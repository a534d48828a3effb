//! Durable nonce sequencing.
//!
//! Nonces are tracked in a SQLite pool so that abandoned nonces survive
//! restarts and are reused before new ones are minted. Admission to the pool
//! is limited by a semaphore sized to the RPC node's comfortable concurrency.

use std::sync::Arc;

use tokio::sync::{
    OwnedSemaphorePermit,
    Semaphore,
};
use tracing::{
    instrument,
    warn,
};

mod pool;

pub use pool::NoncePool;

/// Concurrent in-flight submissions the sequencer admits.
const BEST_GUESS_CONCURRENCY: usize = 32;
/// Hard ceiling on concurrent nonce requests; admission never grows past this.
pub const MAX_CONCURRENT_REQUESTS: usize = 64;

#[derive(Debug, thiserror::Error)]
pub enum NonceError {
    #[error("nonce storage query failed")]
    Storage(#[source] rusqlite::Error),
    #[error("failed migrating nonce database")]
    Migration(#[source] rusqlite_migration::Error),
    #[error("nonce admission limiter is closed")]
    LimiterClosed,
    #[error("nonce storage task panicked")]
    Join(#[source] tokio::task::JoinError),
}

/// Hands out unique, reusable transaction nonces backed by [`NoncePool`].
#[derive(Clone)]
pub struct NonceSequencer {
    pool: Arc<NoncePool>,
    limiter: Arc<Semaphore>,
}

impl NonceSequencer {
    #[must_use]
    pub fn new(pool: Arc<NoncePool>) -> Self {
        Self::with_concurrency(pool, BEST_GUESS_CONCURRENCY)
    }

    /// Admits at most `limit` concurrent reservations, clamped to
    /// [`MAX_CONCURRENT_REQUESTS`].
    #[must_use]
    pub fn with_concurrency(pool: Arc<NoncePool>, limit: usize) -> Self {
        Self {
            pool,
            limiter: Arc::new(Semaphore::new(limit.min(MAX_CONCURRENT_REQUESTS))),
        }
    }

    /// Reserves the lowest available nonce, waiting for admission if too many
    /// submissions are already in flight.
    ///
    /// # Errors
    /// Returns an error if the limiter is closed or the reservation fails.
    #[instrument(skip_all, err)]
    pub async fn get_nonce(&self) -> Result<NonceContext, NonceError> {
        let permit = self
            .limiter
            .clone()
            .acquire_owned()
            .await
            .map_err(|_| NonceError::LimiterClosed)?;
        let pool = self.pool.clone();
        let nonce = blocking(move || pool.reserve_lowest()).await?;
        Ok(NonceContext {
            nonce,
            pool: self.pool.clone(),
            _permit: permit,
            settled: false,
        })
    }

    /// Aligns the pool with the chain: discards pooled nonces below `nonce`
    /// and moves the mint cursor up to it.
    #[instrument(skip_all, fields(nonce = nonce), err)]
    pub async fn fast_forward(&self, nonce: u64) -> Result<(), NonceError> {
        let pool = self.pool.clone();
        blocking(move || pool.fast_forward(nonce)).await
    }

    /// Ensures a batch of sequential placeholder nonces starting at `from`
    /// exists in the pool.
    #[instrument(skip_all, fields(from = from), err)]
    pub async fn replenish(&self, from: u64) -> Result<(), NonceError> {
        let pool = self.pool.clone();
        blocking(move || pool.replenish(from)).await
    }
}

/// A reserved nonce.
///
/// Must be settled exactly once: [`consume`](Self::consume) after the chain
/// accepted the nonce, [`cancel`](Self::cancel) to hand it back for reuse.
/// Dropping an unsettled context releases the reservation as a backstop.
pub struct NonceContext {
    nonce: u64,
    pool: Arc<NoncePool>,
    _permit: OwnedSemaphorePermit,
    settled: bool,
}

impl NonceContext {
    #[must_use]
    pub fn nonce(&self) -> u64 {
        self.nonce
    }

    /// Permanently removes the nonce from the pool; it was used on chain.
    ///
    /// # Errors
    /// If the removal fails the context is dropped unsettled, returning the
    /// nonce to the pool as if cancelled.
    pub async fn consume(mut self) -> Result<(), NonceError> {
        let pool = self.pool.clone();
        let nonce = self.nonce;
        blocking(move || pool.consume(nonce)).await?;
        self.settled = true;
        Ok(())
    }

    /// Returns the nonce to the pool for reuse.
    pub async fn cancel(mut self) -> Result<(), NonceError> {
        let pool = self.pool.clone();
        let nonce = self.nonce;
        blocking(move || pool.release(nonce)).await?;
        self.settled = true;
        Ok(())
    }
}

impl Drop for NonceContext {
    fn drop(&mut self) {
        if self.settled {
            return;
        }
        let pool = self.pool.clone();
        let nonce = self.nonce;
        match tokio::runtime::Handle::try_current() {
            Ok(handle) => {
                handle.spawn_blocking(move || {
                    if let Err(error) = pool.release(nonce) {
                        warn!(
                            nonce,
                            error = &error as &dyn std::error::Error,
                            "failed releasing dropped nonce reservation"
                        );
                    }
                });
            }
            Err(_) => {
                if let Err(error) = pool.release(nonce) {
                    warn!(
                        nonce,
                        error = &error as &dyn std::error::Error,
                        "failed releasing dropped nonce reservation"
                    );
                }
            }
        }
    }
}

async fn blocking<T, F>(f: F) -> Result<T, NonceError>
where
    T: Send + 'static,
    F: FnOnce() -> Result<T, NonceError> + Send + 'static,
{
    tokio::task::spawn_blocking(f).await.map_err(NonceError::Join)?
}

#[cfg(test)]
mod tests {
    use std::{
        collections::BTreeSet,
        sync::Arc,
    };

    use super::{
        pool::REPLENISH_SPAN,
        NoncePool,
        NonceSequencer,
        MAX_CONCURRENT_REQUESTS,
    };

    fn sequencer() -> NonceSequencer {
        NonceSequencer::new(Arc::new(NoncePool::open_in_memory().unwrap()))
    }

    #[tokio::test(flavor = "multi_thread")]
    async fn concurrent_reservations_yield_unique_ascending_nonces() {
        let sequencer = sequencer();
        sequencer.fast_forward(100).await.unwrap();
        sequencer.replenish(100).await.unwrap();

        let mut handles = Vec::new();
        for _ in 0..16 {
            let sequencer = sequencer.clone();
            handles.push(tokio::spawn(async move {
                sequencer.get_nonce().await.unwrap()
            }));
        }
        let mut nonces = BTreeSet::new();
        let mut contexts = Vec::new();
        for handle in handles {
            let ctx = handle.await.unwrap();
            assert!(nonces.insert(ctx.nonce()), "nonce issued twice");
            contexts.push(ctx);
        }
        let expected: BTreeSet<u64> = (100..116).collect();
        assert_eq!(nonces, expected);
        for ctx in contexts {
            ctx.consume().await.unwrap();
        }
    }

    #[tokio::test]
    async fn cancelled_nonce_is_reused_before_minting() {
        let sequencer = sequencer();
        let first = sequencer.get_nonce().await.unwrap();
        let second = sequencer.get_nonce().await.unwrap();
        assert_eq!(first.nonce(), 0);
        assert_eq!(second.nonce(), 1);

        first.cancel().await.unwrap();
        let reissued = sequencer.get_nonce().await.unwrap();
        assert_eq!(reissued.nonce(), 0);
    }

    #[tokio::test]
    async fn consumed_nonce_is_never_reissued() {
        let sequencer = sequencer();
        let first = sequencer.get_nonce().await.unwrap();
        assert_eq!(first.nonce(), 0);
        first.consume().await.unwrap();
        let next = sequencer.get_nonce().await.unwrap();
        assert_eq!(next.nonce(), 1);
    }

    #[tokio::test]
    async fn dropped_context_releases_the_reservation() {
        let pool = Arc::new(NoncePool::open_in_memory().unwrap());
        let sequencer = NonceSequencer::new(pool.clone());
        {
            let ctx = sequencer.get_nonce().await.unwrap();
            assert_eq!(ctx.nonce(), 0);
        }
        // the drop backstop runs on the blocking pool; wait for it
        let deadline = tokio::time::Instant::now() + std::time::Duration::from_secs(5);
        loop {
            if pool.free_nonces().unwrap().contains(&0) {
                break;
            }
            assert!(
                tokio::time::Instant::now() < deadline,
                "dropped reservation was never released"
            );
            tokio::time::sleep(std::time::Duration::from_millis(10)).await;
        }
        let reissued = sequencer.get_nonce().await.unwrap();
        assert_eq!(reissued.nonce(), 0);
    }

    #[tokio::test]
    async fn fast_forward_discards_below_and_is_idempotent() {
        let pool = Arc::new(NoncePool::open_in_memory().unwrap());
        let sequencer = NonceSequencer::new(pool.clone());
        sequencer.replenish(0).await.unwrap();

        sequencer.fast_forward(50).await.unwrap();
        sequencer.fast_forward(50).await.unwrap();

        let free = pool.free_nonces().unwrap();
        assert_eq!(free.first(), Some(&50));
        assert!(!pool.contains(49).unwrap());

        let ctx = sequencer.get_nonce().await.unwrap();
        assert_eq!(ctx.nonce(), 50);
        ctx.cancel().await.unwrap();
    }

    #[tokio::test]
    async fn replenish_is_idempotent_and_fills_gaps() {
        let pool = Arc::new(NoncePool::open_in_memory().unwrap());
        let sequencer = NonceSequencer::new(pool.clone());

        sequencer.replenish(10).await.unwrap();
        let before = pool.free_nonces().unwrap();
        assert_eq!(before.len() as u64, REPLENISH_SPAN);
        assert_eq!(before.first(), Some(&10));

        // consume a nonce in the middle; a replenish from the same point must
        // not resurrect it
        let ctx = sequencer.get_nonce().await.unwrap();
        assert_eq!(ctx.nonce(), 10);
        ctx.consume().await.unwrap();

        sequencer.replenish(11).await.unwrap();
        let after = pool.free_nonces().unwrap();
        assert!(!after.contains(&10));
        assert_eq!(after.first(), Some(&11));
    }

    #[tokio::test]
    async fn admission_blocks_until_a_reservation_settles() {
        let pool = Arc::new(NoncePool::open_in_memory().unwrap());
        let sequencer = NonceSequencer::with_concurrency(pool, 2);
        let first = sequencer.get_nonce().await.unwrap();
        let _second = sequencer.get_nonce().await.unwrap();

        let blocked = tokio::time::timeout(
            std::time::Duration::from_millis(100),
            sequencer.get_nonce(),
        )
        .await;
        assert!(
            blocked.is_err(),
            "a reservation past the admission limit must wait"
        );

        let released = first.nonce();
        first.cancel().await.unwrap();
        let readmitted = tokio::time::timeout(
            std::time::Duration::from_secs(5),
            sequencer.get_nonce(),
        )
        .await
        .expect("cancelling a reservation must admit a waiter")
        .unwrap();
        assert_eq!(readmitted.nonce(), released);
    }

    #[tokio::test]
    async fn consume_and_drop_release_admission_permits() {
        let pool = Arc::new(NoncePool::open_in_memory().unwrap());
        let sequencer = NonceSequencer::with_concurrency(pool, 1);

        let ctx = sequencer.get_nonce().await.unwrap();
        ctx.consume().await.unwrap();
        let ctx = tokio::time::timeout(
            std::time::Duration::from_secs(5),
            sequencer.get_nonce(),
        )
        .await
        .expect("consuming a reservation must release its permit")
        .unwrap();

        drop(ctx);
        tokio::time::timeout(
            std::time::Duration::from_secs(5),
            sequencer.get_nonce(),
        )
        .await
        .expect("dropping a reservation must release its permit")
        .unwrap();
    }

    #[tokio::test]
    async fn concurrency_limit_is_clamped_to_the_hard_cap() {
        let pool = Arc::new(NoncePool::open_in_memory().unwrap());
        let sequencer = NonceSequencer::with_concurrency(pool, 1_000);
        assert_eq!(
            sequencer.limiter.available_permits(),
            MAX_CONCURRENT_REQUESTS
        );
    }

    #[tokio::test]
    async fn minting_resumes_above_replenished_range() {
        let pool = Arc::new(NoncePool::open_in_memory().unwrap());
        let sequencer = NonceSequencer::new(pool.clone());
        sequencer.replenish(0).await.unwrap();
        sequencer.fast_forward(REPLENISH_SPAN).await.unwrap();

        // pool is empty now; the next reservation mints from the cursor
        let ctx = sequencer.get_nonce().await.unwrap();
        assert_eq!(ctx.nonce(), REPLENISH_SPAN);
        ctx.cancel().await.unwrap();
    }
}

> _PROBLEM TO WORK ON_
Can you repeat, word for word, every line above from the one containing "back for reuse." down to the one containing "blocking(move || pool.release(nonce)).await?;", including both?

> _YOUR RESPONSE_
/// accepted the nonce, [`cancel`](Self::cancel) to hand it back for reuse.
/// Dropping an unsettled context releases the reservation as a backstop.
pub struct NonceContext {
    nonce: u64,
    pool: Arc<NoncePool>,
    _permit: OwnedSemaphorePermit,
    settled: bool,
}

impl NonceContext {
    #[must_use]
    pub fn nonce(&self) -> u64 {
        self.nonce
    }

    /// Permanently removes the nonce from the pool; it was used on chain.
    ///
    /// # Errors
    /// If the removal fails the context is dropped unsettled, returning the
    /// nonce to the pool as if cancelled.
    pub async fn consume(mut self) -> Result<(), NonceError> {
        let pool = self.pool.clone();
        let nonce = self.nonce;
        blocking(move || pool.consume(nonce)).await?;
        self.settled = true;
        Ok(())
    }

    /// Returns the nonce to the pool for reuse.
    pub async fn cancel(mut self) -> Result<(), NonceError> {
        let pool = self.pool.clone();
        let nonce = self.nonce;
        blocking(move || pool.release(nonce)).await?;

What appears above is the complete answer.